Drago Trumbetaš, one of the great Croatian outsider artists, passed away in his 81st year.

Trained as a typesetter, he worked as a construction labourer, in a warehouse and at a print shop in Frankfurt. Temporary work migrants, popularly referred to by the German loan word gastarbajter (gastarbeiter, guest worker) were a frequent motif of his work, from as early as 1968, when his first works emerged. Trumbetaš was an exception to the rule, one of those very rare artists from these parts that was equally esteemed by those not active in the domain of naïve or outsider art, and those that are, and he thus spanned these two worlds. His work has been the subject of sociological analyses.
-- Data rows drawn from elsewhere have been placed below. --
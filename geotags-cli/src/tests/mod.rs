//! Shared test harness modules for the geotags CLI.
#![expect(
    clippy::panic,
    reason = "Tests assert panic branches to surface unexpected CLI outcomes"
)]

use super::*;

mod helpers;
No one has described temporary migrant workers and people on the bottom rungs of the societal ladder with as much compassion, comprehension and humour as Trumbetaš has. Particularly vivid in this aspect was the artist’s alter ego, his anti-hero Tonči, the protagonist of many of Trumbetaš’ sketches.

I [Patricija Kiš] last spoke with Trumbetaš during a major autobiographical exhibition he staged at the building of the Croatian Association of Artists—an exhibition that occupied the whole of the edifice. On show, along with the drawings and paintings, was a reconstruction of the small, modest guest worker room in which the artist lived, the small electric hot plate on which he prepared his meals, a bicycle and a television set—it all fit into a small two-by-two metre room in Germany.
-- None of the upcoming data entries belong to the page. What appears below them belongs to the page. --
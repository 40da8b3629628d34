//! PostGIS import bundle: a CSV of records plus a `psql` load script.
//!
//! No database connection is opened. The script creates the target table,
//! stages the CSV with `\copy` and converts the GeoJSON geometry column with
//! `ST_GeomFromGeoJSON`.

use std::io::{self, Write};

use camino::{Utf8Path, Utf8PathBuf};
use geotags_core::{ExportOptions, Feature};
use log::info;

use super::ExportError;

const COLUMNS: [&str; 8] = [
    "osm_element",
    "osm_id",
    "category",
    "osm_tag",
    "name",
    "converted_from",
    "tags",
    "geometry",
];

/// Files written by [`write_postgis_bundle`].
#[derive(Debug, Clone, PartialEq, Eq)]
pub struct PostgisBundle {
    /// CSV records.
    pub csv: Utf8PathBuf,
    /// `psql` script loading the CSV.
    pub sql: Utf8PathBuf,
    /// Number of data rows.
    pub rows: usize,
}

fn geometry_json(feature: &Feature) -> io::Result<String> {
    let geometry = geojson::Geometry::new((&feature.geometry.to_geometry()).into());
    serde_json::to_string(&geometry).map_err(io::Error::from)
}

fn write_records(
    writer: &mut dyn Write,
    features: &[Feature],
    options: &ExportOptions,
) -> io::Result<()> {
    let mut csv = csv::Writer::from_writer(writer);
    csv.write_record(COLUMNS)?;
    for feature in features {
        let tags = if options.include_tags {
            serde_json::to_string(&feature.tags)?
        } else {
            String::new()
        };
        let osm_id = feature.id.id.to_string();
        csv.write_record([
            feature.id.kind.as_str(),
            osm_id.as_str(),
            feature.category.as_str(),
            feature.osm_tag.as_str(),
            feature.name.as_deref().unwrap_or_default(),
            feature.converted_from.map_or("", |class| class.as_str()),
            tags.as_str(),
            geometry_json(feature)?.as_str(),
        ])?;
    }
    csv.flush()
}

fn sql_literal(text: &str) -> String {
    format!("'{}'", text.replace('\'', "''"))
}

/// Render the `psql` script loading `csv_file` into `table`.
///
/// `csv_file` is resolved by `psql` relative to its working directory, so the
/// script is meant to be run from the output directory. Empty CSV fields load
/// as `NULL`.
#[must_use]
pub fn postgis_script(table: &str, csv_file: &str) -> String {
    let unqualified = table.rsplit('.').next().unwrap_or(table);
    let index = format!("{unqualified}_geometry_idx");
    let columns = COLUMNS.join(", ");
    let attributes = COLUMNS
        .iter()
        .copied()
        .filter(|column| *column != "geometry")
        .collect::<Vec<_>>()
        .join(", ");
    format!(
        "\
-- Load OpenStreetMap features exported by geotags.
-- Run from the directory containing {csv_file}:
--   psql -d <database> -f <this file>
\\set ON_ERROR_STOP on
BEGIN;
CREATE EXTENSION IF NOT EXISTS postgis;
CREATE TABLE IF NOT EXISTS {table} (
    id bigserial PRIMARY KEY,
    osm_element text NOT NULL,
    osm_id bigint NOT NULL,
    category text NOT NULL,
    osm_tag text NOT NULL,
    name text,
    converted_from text,
    tags jsonb,
    geometry geometry(Geometry, 4326) NOT NULL
);
CREATE INDEX IF NOT EXISTS {index} ON {table} USING GIST (geometry);
CREATE TEMP TABLE geotags_staging (
    osm_element text,
    osm_id bigint,
    category text,
    osm_tag text,
    name text,
    converted_from text,
    tags jsonb,
    geometry text
) ON COMMIT DROP;
\\copy geotags_staging ({columns}) FROM {csv} WITH (FORMAT csv, HEADER true)
INSERT INTO {table} ({columns})
SELECT {attributes}, ST_SetSRID(ST_GeomFromGeoJSON(geometry), 4326)
FROM geotags_staging;
COMMIT;
",
        csv = sql_literal(csv_file),
    )
}

/// Write the PostGIS CSV and SQL files, each atomically.
///
/// # Errors
/// [`ExportError::Write`] naming the file that failed. The CSV is written
/// first; a failure on the script leaves the new CSV in place.
pub fn write_postgis_bundle(
    csv_path: &Utf8Path,
    sql_path: &Utf8Path,
    features: &[Feature],
    options: &ExportOptions,
) -> Result<PostgisBundle, ExportError> {
    geotags_fs::write_atomic(csv_path, |writer| write_records(writer, features, options))
        .map_err(ExportError::write(csv_path))?;

    let csv_file = csv_path.file_name().unwrap_or(csv_path.as_str());
    let script = postgis_script(&options.table, csv_file);
    geotags_fs::write_atomic(sql_path, |writer| writer.write_all(script.as_bytes()))
        .map_err(ExportError::write(sql_path))?;

    info!(
        "wrote PostGIS bundle for table {} ({} row(s)) to {csv_path} and {sql_path}",
        options.table,
        features.len()
    );
    Ok(PostgisBundle {
        csv: csv_path.to_path_buf(),
        sql: sql_path.to_path_buf(),
        rows: features.len(),
    })
}

#[cfg(test)]
mod tests {
    use super::*;
    use geo::{LineString, MultiLineString};
    use geotags_core::{ElementId, ElementKind, FeatureGeometry, GeometryClass, TagFilter, Tags};
    use rstest::{fixture, rstest};
    use tempfile::TempDir;

    #[fixture]
    fn canal() -> Feature {
        let mut tags = Tags::new();
        tags.insert("waterway".into(), "canal".into());
        tags.insert("name".into(), "Coupure, \"oud\"".into());
        Feature {
            id: ElementId::new(ElementKind::Relation, 99),
            category: "waterways".into(),
            filter: TagFilter::any_value("waterway"),
            osm_tag: "waterway=canal".into(),
            name: Some("Coupure, \"oud\"".into()),
            geometry: FeatureGeometry::Line(MultiLineString::new(vec![LineString::from(vec![
                (3.70, 51.05),
                (3.71, 51.06),
            ])])),
            tags,
            converted_from: Some(GeometryClass::Polygon),
        }
    }

    #[rstest]
    fn script_targets_configured_table() {
        let script = postgis_script("gis.ghent_features", "ghent_geotags.csv");
        assert!(script.contains("CREATE TABLE IF NOT EXISTS gis.ghent_features ("));
        assert!(script.contains("geometry geometry(Geometry, 4326) NOT NULL"));
        assert!(script.contains(
            "CREATE INDEX IF NOT EXISTS ghent_features_geometry_idx ON gis.ghent_features USING GIST (geometry);"
        ));
        assert!(script.contains("FROM 'ghent_geotags.csv' WITH (FORMAT csv, HEADER true)"));
        assert!(script.contains("ST_SetSRID(ST_GeomFromGeoJSON(geometry), 4326)"));
    }

    #[rstest]
    fn csv_literals_are_quoted() {
        assert_eq!(sql_literal("o'brien.csv"), "'o''brien.csv'");
    }

    #[rstest]
    fn writes_csv_and_script(canal: Feature) {
        let dir = TempDir::new().expect("tempdir");
        let root = Utf8PathBuf::from_path_buf(dir.path().to_path_buf()).expect("utf-8 tempdir");
        let csv_path = root.join("ghent_geotags.csv");
        let sql_path = root.join("ghent_geotags.sql");

        let bundle = write_postgis_bundle(&csv_path, &sql_path, &[canal], &ExportOptions::default())
            .expect("bundle");
        assert_eq!(bundle.rows, 1);

        let mut reader = csv::Reader::from_path(&csv_path).expect("open csv");
        let headers = reader.headers().expect("headers").clone();
        assert_eq!(headers.iter().collect::<Vec<_>>(), COLUMNS);
        let row = reader
            .records()
            .next()
            .expect("one row")
            .expect("valid row");
        assert_eq!(&row[0], "relation");
        assert_eq!(&row[1], "99");
        assert_eq!(&row[4], "Coupure, \"oud\"");
        assert_eq!(&row[5], "polygon");
        let tags: serde_json::Value = serde_json::from_str(&row[6]).expect("tags json");
        assert_eq!(tags["waterway"], "canal");
        let geometry: geojson::Geometry = serde_json::from_str(&row[7]).expect("geometry json");
        assert!(matches!(geometry.value, geojson::Value::MultiLineString(_)));

        let script = std::fs::read_to_string(&sql_path).expect("script");
        assert!(script.contains("FROM 'ghent_geotags.csv'"));
    }

    #[rstest]
    fn tags_column_empty_when_disabled(canal: Feature) {
        let options = ExportOptions {
            include_tags: false,
            ..ExportOptions::default()
        };
        let mut buffer = Vec::new();
        write_records(&mut buffer, &[canal], &options).expect("records");
        let text = String::from_utf8(buffer).expect("utf-8");
        let mut reader = csv::Reader::from_reader(text.as_bytes());
        let row = reader.records().next().expect("row").expect("valid");
        assert_eq!(&row[6], "");
    }
}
In his Smokers & Non-Smokers series he portrayed the destinies of temporary guest workers from different countries in the second half of the twentieth century, at times doing so in a manner that is both serious and distressing, at times with a humorous bent. He later penned a book under the same title.
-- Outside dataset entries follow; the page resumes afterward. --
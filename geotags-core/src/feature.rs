//! Feature representations at each pipeline stage.
//!
//! Provider output arrives as [`RawFeature`] values whose geometry is not
//! trusted. The extractor wraps them into [`ExtractedFeature`] values and the
//! normalizer turns those into [`Feature`] values with a
//! [`FeatureGeometry`] matching the category's class.

use std::fmt;
use std::str::FromStr;

use geo::{Coord, LineString, MultiLineString, MultiPolygon, Point};
use serde::{Deserialize, Serialize};
use thiserror::Error;

use crate::{GeometryClass, TagFilter, Tags};

/// OSM element type.
#[derive(Debug, Clone, Copy, PartialEq, Eq, Hash, PartialOrd, Ord, Serialize, Deserialize)]
#[serde(rename_all = "lowercase")]
pub enum ElementKind {
    /// A single node.
    Node,
    /// An ordered list of nodes.
    Way,
    /// A group of members, typically a multipolygon.
    Relation,
}

impl ElementKind {
    /// Lowercase OSM name of the element type.
    #[must_use]
    pub const fn as_str(self) -> &'static str {
        match self {
            Self::Node => "node",
            Self::Way => "way",
            Self::Relation => "relation",
        }
    }
}

impl fmt::Display for ElementKind {
    fn fmt(&self, f: &mut fmt::Formatter<'_>) -> fmt::Result {
        f.write_str(self.as_str())
    }
}

/// Identity of an OSM element, used for de-duplication.
///
/// # Examples
/// ```
/// use geotags_core::{ElementId, ElementKind};
///
/// let id: ElementId = "way/42".parse().expect("valid id");
/// assert_eq!(id, ElementId::new(ElementKind::Way, 42));
/// assert_eq!(id.to_string(), "way/42");
/// ```
#[derive(Debug, Clone, Copy, PartialEq, Eq, Hash, PartialOrd, Ord)]
pub struct ElementId {
    /// Element type.
    pub kind: ElementKind,
    /// OSM identifier, unique within `kind`.
    pub id: i64,
}

impl ElementId {
    /// Construct an element id.
    #[must_use]
    pub const fn new(kind: ElementKind, id: i64) -> Self {
        Self { kind, id }
    }
}

impl fmt::Display for ElementId {
    fn fmt(&self, f: &mut fmt::Formatter<'_>) -> fmt::Result {
        write!(f, "{}/{}", self.kind, self.id)
    }
}

/// Error returned when an element id string is not `kind/number`.
#[derive(Debug, Clone, PartialEq, Eq, Error)]
#[error("invalid OSM element id {0:?} (expected node/N, way/N or relation/N)")]
pub struct ParseElementIdError(pub String);

impl FromStr for ElementId {
    type Err = ParseElementIdError;

    fn from_str(s: &str) -> Result<Self, Self::Err> {
        let err = || ParseElementIdError(s.to_owned());
        let (kind, id) = s.split_once('/').ok_or_else(err)?;
        let kind = match kind {
            "node" => ElementKind::Node,
            "way" => ElementKind::Way,
            "relation" => ElementKind::Relation,
            _ => return Err(err()),
        };
        let id = id.parse().map_err(|_| err())?;
        Ok(Self::new(kind, id))
    }
}

/// Geometry exactly as reported by the provider.
///
/// Rings may be split across several segments or left open; the normalizer
/// decides what can be salvaged.
#[derive(Debug, Clone, PartialEq)]
pub enum RawGeometry {
    /// A node location.
    Point(Coord),
    /// A single way, closed when its first and last coordinates coincide.
    Way(LineString),
    /// A multipolygon relation's member ways, split by role.
    Area {
        /// Segments with the `outer` role.
        outer: Vec<LineString>,
        /// Segments with the `inner` role.
        inner: Vec<LineString>,
    },
    /// Member ways of a non-area relation such as a route.
    Lines(Vec<LineString>),
}

impl RawGeometry {
    /// Class the geometry has before any conversion.
    #[must_use]
    pub fn native_class(&self) -> GeometryClass {
        match self {
            Self::Point(_) => GeometryClass::Point,
            Self::Way(line) if line.is_closed() && line.0.len() >= 4 => GeometryClass::Polygon,
            Self::Area { .. } => GeometryClass::Polygon,
            Self::Way(_) | Self::Lines(_) => GeometryClass::Line,
        }
    }

    /// Every coordinate of the geometry, in reporting order.
    pub fn coords(&self) -> Box<dyn Iterator<Item = Coord> + '_> {
        match self {
            Self::Point(coord) => Box::new(std::iter::once(*coord)),
            Self::Way(line) => Box::new(line.coords().copied()),
            Self::Area { outer, inner } => {
                Box::new(outer.iter().chain(inner).flat_map(|l| l.coords().copied()))
            }
            Self::Lines(lines) => Box::new(lines.iter().flat_map(|l| l.coords().copied())),
        }
    }
}

/// A feature returned by a [`crate::MapDataProvider`].
#[derive(Debug, Clone, PartialEq)]
pub struct RawFeature {
    /// Element identity.
    pub id: ElementId,
    /// OSM attributes.
    pub tags: Tags,
    /// Untrusted geometry.
    pub geometry: RawGeometry,
}

/// A raw feature annotated with the category and filter that selected it.
#[derive(Debug, Clone, PartialEq)]
pub struct ExtractedFeature {
    /// The provider feature.
    pub raw: RawFeature,
    /// Name of the owning category.
    pub category: String,
    /// Geometry class declared by the owning category.
    pub class: GeometryClass,
    /// Filter that matched the feature.
    pub filter: TagFilter,
    /// Concrete `key=value` tag the feature carries for `filter`.
    pub osm_tag: String,
}

/// Normalized geometry. The variant is the geometry class.
#[derive(Debug, Clone, PartialEq)]
pub enum FeatureGeometry {
    /// Point-class geometry.
    Point(Point),
    /// Line-class geometry.
    Line(MultiLineString),
    /// Polygon-class geometry.
    Polygon(MultiPolygon),
}

impl FeatureGeometry {
    /// Geometry class of the variant.
    #[must_use]
    pub const fn class(&self) -> GeometryClass {
        match self {
            Self::Point(_) => GeometryClass::Point,
            Self::Line(_) => GeometryClass::Line,
            Self::Polygon(_) => GeometryClass::Polygon,
        }
    }

    /// GeoJSON-style type name of the stored geometry.
    #[must_use]
    pub const fn type_name(&self) -> &'static str {
        match self {
            Self::Point(_) => "Point",
            Self::Line(_) => "MultiLineString",
            Self::Polygon(_) => "MultiPolygon",
        }
    }

    /// Convert into a plain `geo` geometry.
    #[must_use]
    pub fn to_geometry(&self) -> geo::Geometry {
        match self {
            Self::Point(point) => geo::Geometry::Point(*point),
            Self::Line(lines) => geo::Geometry::MultiLineString(lines.clone()),
            Self::Polygon(polygons) => geo::Geometry::MultiPolygon(polygons.clone()),
        }
    }
}

/// A normalized feature ready for export.
#[derive(Debug, Clone, PartialEq)]
pub struct Feature {
    /// Element identity.
    pub id: ElementId,
    /// Owning category name.
    pub category: String,
    /// Filter that selected the feature.
    pub filter: TagFilter,
    /// Concrete `key=value` tag.
    pub osm_tag: String,
    /// Value of the `name` tag, when present.
    pub name: Option<String>,
    /// Geometry matching the category's class.
    pub geometry: FeatureGeometry,
    /// OSM attributes.
    pub tags: Tags,
    /// Original class when the normalizer converted the geometry.
    pub converted_from: Option<GeometryClass>,
}

impl Feature {
    /// Geometry class of the feature.
    #[must_use]
    pub const fn class(&self) -> GeometryClass {
        self.geometry.class()
    }
}

#[cfg(test)]
mod tests {
    use super::*;
    use geo::{coord, line_string};
    use rstest::rstest;

    #[rstest]
    #[case("node/1", ElementKind::Node, 1)]
    #[case("way/-7", ElementKind::Way, -7)]
    #[case("relation/123456789", ElementKind::Relation, 123_456_789)]
    fn parses_element_ids(#[case] raw: &str, #[case] kind: ElementKind, #[case] id: i64) {
        let parsed: ElementId = raw.parse().expect("valid element id");
        assert_eq!(parsed, ElementId::new(kind, id));
        assert_eq!(parsed.to_string(), raw);
    }

    #[rstest]
    #[case("way")]
    #[case("area/1")]
    #[case("node/abc")]
    fn rejects_malformed_element_ids(#[case] raw: &str) {
        assert!(raw.parse::<ElementId>().is_err());
    }

    #[rstest]
    fn closed_way_is_natively_polygonal() {
        let ring = line_string![
            (x: 0.0, y: 0.0),
            (x: 1.0, y: 0.0),
            (x: 1.0, y: 1.0),
            (x: 0.0, y: 0.0),
        ];
        assert_eq!(
            RawGeometry::Way(ring).native_class(),
            GeometryClass::Polygon
        );
    }

    #[rstest]
    fn open_way_is_natively_linear() {
        let path = line_string![(x: 0.0, y: 0.0), (x: 1.0, y: 0.0)];
        assert_eq!(RawGeometry::Way(path).native_class(), GeometryClass::Line);
        assert_eq!(
            RawGeometry::Point(coord! { x: 0.0, y: 0.0 }).native_class(),
            GeometryClass::Point
        );
    }

    #[rstest]
    fn area_coords_cover_inner_and_outer_segments() {
        let geometry = RawGeometry::Area {
            outer: vec![line_string![(x: 0.0, y: 0.0), (x: 4.0, y: 0.0)]],
            inner: vec![line_string![(x: 1.0, y: 1.0), (x: 2.0, y: 1.0)]],
        };
        assert_eq!(geometry.coords().count(), 4);
    }
}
Trumbetaš was born in Velika Mlaka in 1937 to a family of the local Turopolje region petty nobility. He worked as a temporary migrant for over three decades. Before moving abroad he worked for a time in Zagreb as a geodetic (land survey map) drawer and print artist. He has been lauded by many, including Veselko Tenžera, and has been promoted by the collector and former culture minister Božo Biškupić.